## EXERCISE DETAILS
Your task is to reproduce exactly the lines that run from the beginning of the data through the line where "let path = layout.catalog_override_path();" appears.

** DATA SHOWN follows **

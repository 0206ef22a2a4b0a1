use serde::Deserialize;
use std::collections::BTreeMap;
use std::sync::OnceLock;

use crate::clienv::Layout;
use crate::error::{PanelError, Result};
use crate::module::{compare_versions, ModuleKind};

static EMBEDDED: OnceLock<Catalog> = OnceLock::new();

const CATALOG_TOML: &str = include_str!("../catalog.toml");

/// One downloadable distribution.
#[derive(Debug, Clone, PartialEq, Eq, Deserialize)]
pub struct CatalogEntry {
    pub url: String,
    /// Archive size in bytes, 0 when unknown.
    #[serde(default)]
    pub size: u64,
}

/// Available versions per module, `[<module>."<version>"]` in TOML.
#[derive(Debug, Clone, Default, Deserialize)]
#[serde(transparent)]
pub struct Catalog {
    modules: BTreeMap<ModuleKind, BTreeMap<String, CatalogEntry>>,
}

impl Catalog {
    pub fn parse(source: &str) -> Result<Self> {
        toml::from_str(source).map_err(|e| PanelError::Catalog(e.to_string()))
    }

    /// The catalog compiled into the binary.
    pub fn embedded() -> Result<&'static Catalog> {
        if let Some(catalog) = EMBEDDED.get() {
            return Ok(catalog);
        }
        let parsed = Self::parse(CATALOG_TOML)?;
        Ok(EMBEDDED.get_or_init(|| parsed))
    }

    /// `userdata/catalog.toml` when present, else the embedded catalog.
    pub fn load(layout: &Layout) -> Result<Self> {
        let path = layout.catalog_override_path();
        if path.is_file() {
            let source = std::fs::read_to_string(&path)?;
            tracing::debug!(path = %path.display(), "Using catalog override");
            return toml::from_str(&source)
                .map_err(|e| PanelError::Catalog(format!("{}: {}", path.display(), e)));
        }
        Self::embedded().cloned()
    }

    pub fn entry(&self, kind: ModuleKind, version: &str) -> Option<&CatalogEntry> {
        self.modules.get(&kind)?.get(version)
    }

    /// Like [`Catalog::entry`], but a miss is an error naming the known versions.
    pub fn require(&self, kind: ModuleKind, version: &str) -> Result<&CatalogEntry> {
        self.entry(kind, version).ok_or_else(|| {
            let known = self.versions(kind);
            PanelError::Catalog(if known.is_empty() {
                format!("no downloads listed for {}", kind)
            } else {
                format!(
                    "{} {} is not listed (available: {})",
                    kind,
                    version,
                    known.join(", ")
                )
            })
        })
    }

    /// Newest first.
    pub fn versions(&self, kind: ModuleKind) -> Vec<&str> {
        let mut versions: Vec<&str> = self
            .modules
            .get(&kind)
            .map(|entries| entries.keys().map(String::as_str).collect())
            .unwrap_or_default();
        versions.sort_by(|a, b| compare_versions(b, a));
        versions
    }

    pub fn modules(&self) -> impl Iterator<Item = ModuleKind> + '_ {
        self.modules.keys().copied()
    }

    /// Summed size of the given downloads; unknown entries count as zero.
    pub fn total_size<'a>(&self, selection: impl IntoIterator<Item = (ModuleKind, &'a str)>) -> u64 {
        selection
            .into_iter()
            .filter_map(|(kind, version)| self.entry(kind, version))
            .map(|entry| entry.size)
            .sum()
    }
}

/// `31457280` -> `30.00 MB`
pub fn format_size(bytes: u64) -> String {
    if bytes == 0 {
        return "unknown".to_string();
    }
    format!("{:.2} MB", bytes as f64 / (1024.0 * 1024.0))
}

#[cfg(test)]
mod tests {
    use super::*;

    #[test]
    fn embedded_catalog_parses() {
        let catalog = Catalog::embedded().unwrap();
        assert!(catalog.entry(ModuleKind::Php, "8.2.12").is_some());
        for kind in ModuleKind::ALL {
            assert!(!catalog.versions(kind).is_empty(), "{} has no entries", kind);
        }
    }

    #[test]
    fn versions_are_sorted_newest_first() {
        let catalog = Catalog::parse(
            r#"
            [php."7.4.33"]
            url = "https://example.test/php-7.4.33.zip"
            [php."8.10.0"]
            url = "https://example.test/php-8.10.0.zip"
            [php."8.2.12"]
            url = "https://example.test/php-8.2.12.zip"
            size = 1024
            "#,
        )
        .unwrap();

        assert_eq!(
            catalog.versions(ModuleKind::Php),
            vec!["8.10.0", "8.2.12", "7.4.33"]
        );
        assert_eq!(catalog.entry(ModuleKind::Php, "7.4.33").unwrap().size, 0);
        assert_eq!(
            catalog.total_size([(ModuleKind::Php, "8.2.12"), (ModuleKind::Php, "9.0.0")]),
            1024
        );
    }

    #[test]
    fn unknown_module_is_rejected() {
        let err = Catalog::parse("[tomcat.\"10\"]\nurl = \"x\"\n").unwrap_err();
        assert!(matches!(err, PanelError::Catalog(_)));
    }

    #[test]
    fn override_file_replaces_embedded() {
        let dir = tempfile::tempdir().unwrap();
        let layout = Layout::new(dir.path());
        std::fs::create_dir_all(layout.userdata_dir()).unwrap();
        std::fs::write(
            layout.catalog_override_path(),
            "[redis.\"7.2.4\"]\nurl = \"https://mirror.test/redis.tar.gz\"\n",
        )
        .unwrap();

        let catalog = Catalog::load(&layout).unwrap();
        assert_eq!(catalog.modules().collect::<Vec<_>>(), vec![ModuleKind::Redis]);

        let err = catalog.require(ModuleKind::Redis, "6.0").unwrap_err();
        assert!(err.to_string().contains("available: 7.2.4"));
    }

    #[test]
    fn sizes_render_in_megabytes() {
        assert_eq!(format_size(31457280), "30.00 MB");
        assert_eq!(format_size(0), "unknown");
    }
}
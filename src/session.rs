use chrono::{DateTime, Utc};
use serde::{Deserialize, Serialize};
use std::path::PathBuf;

use crate::error::Result;
use crate::fsutil::{remove_if_exists, write_atomic};
use crate::topology::StackPlan;

/// The plan of the stack that is currently running.
#[derive(Debug, Clone, PartialEq, Eq, Serialize, Deserialize)]
pub struct Session {
    pub plan: StackPlan,
    pub started_at: DateTime<Utc>,
}

#[derive(Debug, Clone)]
pub struct SessionStore {
    path: PathBuf,
}

impl SessionStore {
    pub fn new(path: impl Into<PathBuf>) -> Self {
        Self { path: path.into() }
    }

    pub fn save(&self, plan: &StackPlan) -> Result<Session> {
        let session = Session {
            plan: plan.clone(),
            started_at: Utc::now(),
        };
        write_atomic(&self.path, &serde_json::to_vec_pretty(&session)?)?;
        Ok(session)
    }

    pub fn load(&self) -> Option<Session> {
        let content = std::fs::read(&self.path).ok()?;
        match serde_json::from_slice(&content) {
            Ok(session) => Some(session),
            Err(e) => {
                tracing::warn!(path = %self.path.display(), error = %e, "Ignoring unreadable session record");
                None
            }
        }
    }

    pub fn clear(&self) -> Result<()> {
        remove_if_exists(&self.path)?;
        Ok(())
    }
}
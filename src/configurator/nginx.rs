use super::{php_fastcgi_address, slash_path, ConfigText, RenderPaths};
use crate::module::InstallRef;
use crate::topology::Topology;

pub(super) fn render(topology: Topology, install: &InstallRef, paths: &RenderPaths) -> String {
    let nginx_root = slash_path(&install.root);
    let logs = slash_path(&paths.module_logs_dir);

    let mut conf = ConfigText::new();
    conf.line(0, format!("# nginx {} ({})", install.version, topology))
        .line(0, "worker_processes  1;")
        .line(0, format!("pid \"{}/nginx.pid\";", logs))
        .line(0, format!("error_log \"{}/nginx_error.log\";", logs))
        .blank()
        .line(0, "events {")
        .line(1, "worker_connections  1024;")
        .line(0, "}")
        .blank()
        .line(0, "http {")
        .line(1, format!("include \"{}/conf/mime.types\";", nginx_root))
        .line(1, "default_type  application/octet-stream;")
        .line(1, "sendfile  on;")
        .line(1, "keepalive_timeout  65;")
        .line(1, format!("access_log \"{}/nginx_access.log\";", logs));

    for (index, site) in paths.site_list().iter().enumerate() {
        let listen = if index == 0 {
            format!("listen {} default_server;", paths.ports.public)
        } else {
            format!("listen {};", paths.ports.public)
        };

        conf.blank()
            .line(1, "server {")
            .line(2, listen)
            .line(2, format!("server_name {};", site));

        if topology == Topology::Hybrid {
            proxy_locations(&mut conf, paths.ports.internal);
        } else {
            fastcgi_locations(&mut conf, &nginx_root, &paths.site_root(site));
        }

        conf.line(1, "}");
    }

    conf.line(0, "}");
    conf.finish()
}

/// Static files served directly, `.php` handed to the FastCGI runtime.
fn fastcgi_locations(conf: &mut ConfigText, nginx_root: &str, site_root: &str) {
    conf.line(2, format!("root \"{}\";", site_root))
        .line(2, "index index.php index.html;")
        .blank()
        .line(2, "location / {")
        .line(3, "try_files $uri $uri/ =404;")
        .line(2, "}")
        .blank()
        .line(2, "location ~ \\.php$ {")
        .line(3, format!("include \"{}/conf/fastcgi_params\";", nginx_root))
        .line(3, format!("fastcgi_pass {};", php_fastcgi_address()))
        .line(3, "fastcgi_index index.php;")
        .line(
            3,
            "fastcgi_param SCRIPT_FILENAME $document_root$fastcgi_script_name;",
        )
        .line(2, "}");
}

/// Everything forwarded to Apache on the internal loopback port.
fn proxy_locations(conf: &mut ConfigText, internal_port: u16) {
    conf.blank()
        .line(2, "location / {")
        .line(3, format!("proxy_pass http://127.0.0.1:{};", internal_port))
        .line(3, "proxy_set_header Host $host;")
        .line(3, "proxy_set_header X-Real-IP $remote_addr;")
        .line(
            3,
            "proxy_set_header X-Forwarded-For $proxy_add_x_forwarded_for;",
        )
        .line(2, "}");
}

#[cfg(test)]
mod tests {
    use crate::clienv::Ports;
    use crate::configurator::tests::paths;
    use crate::configurator::{php_fastcgi_address, render};
    use crate::module::ModuleKind;
    use crate::topology::Topology;

    #[test]
    fn nginx_only_talks_fastcgi_on_public_port() {
        let text = render(ModuleKind::Nginx, Topology::NginxOnly, &paths("8.2.12"))
            .unwrap()
            .text;

        assert!(text.contains("listen 80 default_server;"));
        assert!(text.contains(&format!("fastcgi_pass {};", php_fastcgi_address())));
        assert!(text.contains(
            "include \"/srv/peresvet/bin/nginx/1.24.0/nginx-1.24.0/conf/fastcgi_params\";"
        ));
        assert!(text.contains("root \"/srv/peresvet/sites/blog.test\";"));
        assert!(!text.contains("proxy_pass"));
    }

    #[test]
    fn hybrid_nginx_proxies_every_site_to_internal_port() {
        let text = render(ModuleKind::Nginx, Topology::Hybrid, &paths("8.2.12"))
            .unwrap()
            .text;

        assert_eq!(text.matches("server {").count(), 3);
        assert_eq!(
            text.matches("proxy_pass http://127.0.0.1:8080;").count(),
            3
        );
        assert!(!text.contains("fastcgi_pass"));
        assert_eq!(text.matches("default_server").count(), 1);
    }

    #[test]
    fn ports_come_from_the_path_bundle() {
        let mut p = paths("8.2.12");
        p.ports = Ports {
            public: 8000,
            internal: 8081,
        };
        let text = render(ModuleKind::Nginx, Topology::Hybrid, &p).unwrap().text;
        assert!(text.contains("listen 8000 default_server;"));
        assert!(text.contains("proxy_pass http://127.0.0.1:8081;"));
    }

    #[test]
    fn braces_are_balanced() {
        for topology in [Topology::NginxOnly, Topology::Hybrid] {
            let text = render(ModuleKind::Nginx, topology, &paths("8.2.12"))
                .unwrap()
                .text;
            assert_eq!(text.matches('{').count(), text.matches('}').count());
        }
    }
}
pub mod adapters;
pub mod catalog;
pub mod clienv;
pub mod configurator;
pub mod controller;
pub mod error;
pub mod installer;
pub mod logging;
pub mod module;
pub mod pidfile;
pub mod preferences;
pub mod registry;
pub mod runner;
pub mod services;
pub mod session;
pub mod topology;

mod fsutil;

pub use controller::{ControllerState, TopologyController};
pub use error::{PanelError, Result};
pub use topology::{StackPlan, Topology};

** End of DATA SHOWN **

## WRITTEN SOLUTION
repository 0206ef22a2a4b0a1
use serde::Deserialize;
use std::collections::BTreeMap;
use std::sync::OnceLock;

use crate::clienv::Layout;
use crate::error::{PanelError, Result};
use crate::module::{compare_versions, ModuleKind};

static EMBEDDED: OnceLock<Catalog> = OnceLock::new();

const CATALOG_TOML: &str = include_str!("../catalog.toml");

/// One downloadable distribution.
#[derive(Debug, Clone, PartialEq, Eq, Deserialize)]
pub struct CatalogEntry {
    pub url: String,
    /// Archive size in bytes, 0 when unknown.
    #[serde(default)]
    pub size: u64,
}

/// Available versions per module, `[<module>."<version>"]` in TOML.
#[derive(Debug, Clone, Default, Deserialize)]
#[serde(transparent)]
pub struct Catalog {
    modules: BTreeMap<ModuleKind, BTreeMap<String, CatalogEntry>>,
}

impl Catalog {
    pub fn parse(source: &str) -> Result<Self> {
        toml::from_str(source).map_err(|e| PanelError::Catalog(e.to_string()))
    }

    /// The catalog compiled into the binary.
    pub fn embedded() -> Result<&'static Catalog> {
        if let Some(catalog) = EMBEDDED.get() {
            return Ok(catalog);
        }
        let parsed = Self::parse(CATALOG_TOML)?;
        Ok(EMBEDDED.get_or_init(|| parsed))
    }

    /// `userdata/catalog.toml` when present, else the embedded catalog.
    pub fn load(layout: &Layout) -> Result<Self> {
        let path = layout.catalog_override_path();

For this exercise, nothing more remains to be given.